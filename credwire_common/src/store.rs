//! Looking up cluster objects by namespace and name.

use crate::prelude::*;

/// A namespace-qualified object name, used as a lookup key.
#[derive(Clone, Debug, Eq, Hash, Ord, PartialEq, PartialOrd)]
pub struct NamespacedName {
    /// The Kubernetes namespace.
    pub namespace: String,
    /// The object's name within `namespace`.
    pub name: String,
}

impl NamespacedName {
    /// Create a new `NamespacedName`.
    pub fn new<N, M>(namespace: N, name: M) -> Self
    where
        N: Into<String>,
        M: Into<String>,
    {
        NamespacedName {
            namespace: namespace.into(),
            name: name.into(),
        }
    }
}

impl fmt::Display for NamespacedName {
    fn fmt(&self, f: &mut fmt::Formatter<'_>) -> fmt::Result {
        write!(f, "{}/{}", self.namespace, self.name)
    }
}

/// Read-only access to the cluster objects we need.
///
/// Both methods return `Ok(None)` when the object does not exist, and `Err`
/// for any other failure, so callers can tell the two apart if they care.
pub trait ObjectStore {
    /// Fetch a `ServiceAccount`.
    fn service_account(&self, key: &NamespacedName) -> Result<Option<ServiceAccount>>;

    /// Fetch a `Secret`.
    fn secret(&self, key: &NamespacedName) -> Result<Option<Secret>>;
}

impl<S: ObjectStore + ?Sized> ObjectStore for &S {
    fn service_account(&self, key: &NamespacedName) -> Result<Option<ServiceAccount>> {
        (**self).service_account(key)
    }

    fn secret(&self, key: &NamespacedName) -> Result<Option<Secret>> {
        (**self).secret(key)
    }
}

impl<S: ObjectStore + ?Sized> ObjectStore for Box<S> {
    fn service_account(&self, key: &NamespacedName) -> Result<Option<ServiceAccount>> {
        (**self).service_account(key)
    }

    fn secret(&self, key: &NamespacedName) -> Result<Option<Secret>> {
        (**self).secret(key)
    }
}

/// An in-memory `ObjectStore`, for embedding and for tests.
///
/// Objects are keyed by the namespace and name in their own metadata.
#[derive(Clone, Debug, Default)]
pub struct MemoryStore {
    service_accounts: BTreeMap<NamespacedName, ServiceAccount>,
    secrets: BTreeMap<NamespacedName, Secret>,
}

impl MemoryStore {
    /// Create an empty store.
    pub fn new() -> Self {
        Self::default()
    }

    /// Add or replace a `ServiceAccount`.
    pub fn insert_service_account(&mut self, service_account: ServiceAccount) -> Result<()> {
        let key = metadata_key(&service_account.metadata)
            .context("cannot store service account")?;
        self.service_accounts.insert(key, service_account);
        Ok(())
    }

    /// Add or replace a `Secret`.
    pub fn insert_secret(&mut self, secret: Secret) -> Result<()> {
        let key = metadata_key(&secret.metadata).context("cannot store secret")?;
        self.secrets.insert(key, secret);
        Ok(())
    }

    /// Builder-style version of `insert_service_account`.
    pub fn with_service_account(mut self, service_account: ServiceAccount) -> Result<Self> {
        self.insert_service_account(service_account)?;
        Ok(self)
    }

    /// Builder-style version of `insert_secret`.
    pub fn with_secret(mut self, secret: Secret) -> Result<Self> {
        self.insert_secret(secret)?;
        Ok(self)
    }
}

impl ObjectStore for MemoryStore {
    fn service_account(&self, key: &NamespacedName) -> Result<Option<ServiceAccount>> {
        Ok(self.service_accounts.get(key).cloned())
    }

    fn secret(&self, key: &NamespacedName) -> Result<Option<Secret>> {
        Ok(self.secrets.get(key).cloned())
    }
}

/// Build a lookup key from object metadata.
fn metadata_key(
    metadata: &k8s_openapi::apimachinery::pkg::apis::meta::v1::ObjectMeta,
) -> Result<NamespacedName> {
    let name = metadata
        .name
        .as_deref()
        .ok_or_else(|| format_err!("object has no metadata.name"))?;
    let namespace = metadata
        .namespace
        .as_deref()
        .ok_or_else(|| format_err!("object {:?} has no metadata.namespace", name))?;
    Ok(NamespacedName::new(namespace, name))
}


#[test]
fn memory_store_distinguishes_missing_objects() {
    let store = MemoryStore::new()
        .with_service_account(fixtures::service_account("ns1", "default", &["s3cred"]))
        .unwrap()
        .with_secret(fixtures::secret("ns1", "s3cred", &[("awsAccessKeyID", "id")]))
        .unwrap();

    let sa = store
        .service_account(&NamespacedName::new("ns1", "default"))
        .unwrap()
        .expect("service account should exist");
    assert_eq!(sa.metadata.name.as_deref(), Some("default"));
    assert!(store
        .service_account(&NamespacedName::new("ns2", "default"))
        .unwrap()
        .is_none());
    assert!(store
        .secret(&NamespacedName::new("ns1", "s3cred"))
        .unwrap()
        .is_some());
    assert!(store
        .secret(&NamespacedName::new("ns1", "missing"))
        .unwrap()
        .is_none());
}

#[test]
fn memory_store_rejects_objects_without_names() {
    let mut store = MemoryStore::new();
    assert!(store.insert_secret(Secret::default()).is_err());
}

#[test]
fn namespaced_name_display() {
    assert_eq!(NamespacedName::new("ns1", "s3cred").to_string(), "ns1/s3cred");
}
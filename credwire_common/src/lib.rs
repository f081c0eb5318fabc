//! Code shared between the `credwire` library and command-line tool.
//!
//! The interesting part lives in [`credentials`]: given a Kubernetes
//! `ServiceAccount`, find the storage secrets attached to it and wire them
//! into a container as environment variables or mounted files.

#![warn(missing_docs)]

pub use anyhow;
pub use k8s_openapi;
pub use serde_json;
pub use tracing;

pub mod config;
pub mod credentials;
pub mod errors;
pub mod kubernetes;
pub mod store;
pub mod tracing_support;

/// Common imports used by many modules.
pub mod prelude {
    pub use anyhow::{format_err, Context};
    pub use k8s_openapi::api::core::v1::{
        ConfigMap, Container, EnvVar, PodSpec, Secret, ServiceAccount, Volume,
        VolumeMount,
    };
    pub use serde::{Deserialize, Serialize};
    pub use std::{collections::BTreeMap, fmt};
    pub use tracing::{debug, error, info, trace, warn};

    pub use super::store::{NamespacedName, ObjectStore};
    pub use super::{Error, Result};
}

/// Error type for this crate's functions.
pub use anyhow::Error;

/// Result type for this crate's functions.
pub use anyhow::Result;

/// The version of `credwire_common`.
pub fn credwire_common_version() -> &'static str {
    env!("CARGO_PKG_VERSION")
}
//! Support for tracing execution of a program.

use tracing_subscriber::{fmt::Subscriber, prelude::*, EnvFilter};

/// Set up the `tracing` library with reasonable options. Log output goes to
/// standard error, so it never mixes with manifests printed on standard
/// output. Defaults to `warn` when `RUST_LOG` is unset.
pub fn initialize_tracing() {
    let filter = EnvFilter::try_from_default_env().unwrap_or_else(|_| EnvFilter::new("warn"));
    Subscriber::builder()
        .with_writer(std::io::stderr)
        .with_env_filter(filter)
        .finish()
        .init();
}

**Brief**
Wherever the string "cluster" appears in a line of the records, copy that line.

**Exercise answer**
//! Looking up cluster objects by namespace and name.
/// Read-only access to the cluster objects we need.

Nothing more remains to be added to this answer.